▶ **TASK PROMPT**
Lines from the start of the data through the line containing "use std::collections::HashSet;" must be given again exactly. Leave the others out.

Saved data entries
+++++
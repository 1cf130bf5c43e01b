use crate::error::{Result, UserInfoError};
use crate::index::{index_records, DisplayIndex, DisplayRecord, IndexSelector};
use crate::model::RecordId;
use crate::store::DataStore;
use std::collections::HashSet;

pub fn indexed_records<S: DataStore>(store: &S) -> Result<Vec<DisplayRecord>> {
    Ok(index_records(store.all()?))
}

/// Resolves index selectors against the current list.
///
/// All selectors are resolved before the caller mutates anything, so a batch
/// like `delete 1 3` means rows 1 and 3 as they were shown. Ranges are bounds
/// checked before they are expanded. Duplicates are dropped, first occurrence
/// wins.
pub fn resolve_indexes<S: DataStore>(
    store: &S,
    selectors: &[IndexSelector],
) -> Result<Vec<(DisplayIndex, RecordId)>> {
    let entries = store.all()?;
    let mut seen = HashSet::new();
    let mut resolved = Vec::new();

    for selector in selectors {
        let last = selector.last();
        if last.get() > entries.len() {
            return Err(UserInfoError::IndexOutOfRange {
                index: last.get(),
                len: entries.len(),
            });
        }
        for index in selector.indexes() {
            if seen.insert(index) {
                resolved.push((index, entries[index.position()].id));
            }
        }
    }

    Ok(resolved)
}

/// Current display row for `id`.
pub fn find_by_id<S: DataStore>(store: &S, id: RecordId) -> Result<DisplayRecord> {
    indexed_records(store)?
        .into_iter()
        .find(|row| row.entry.id == id)
        .ok_or(UserInfoError::RecordNotFound(id))
}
+++++
▶ **WRITTEN ANSWER**
repository 1cf130bf5c43e01b
use crate::error::{Result, UserInfoError};
use crate::index::{index_records, DisplayIndex, DisplayRecord, IndexSelector};
use crate::model::RecordId;
use crate::store::DataStore;
use std::collections::HashSet;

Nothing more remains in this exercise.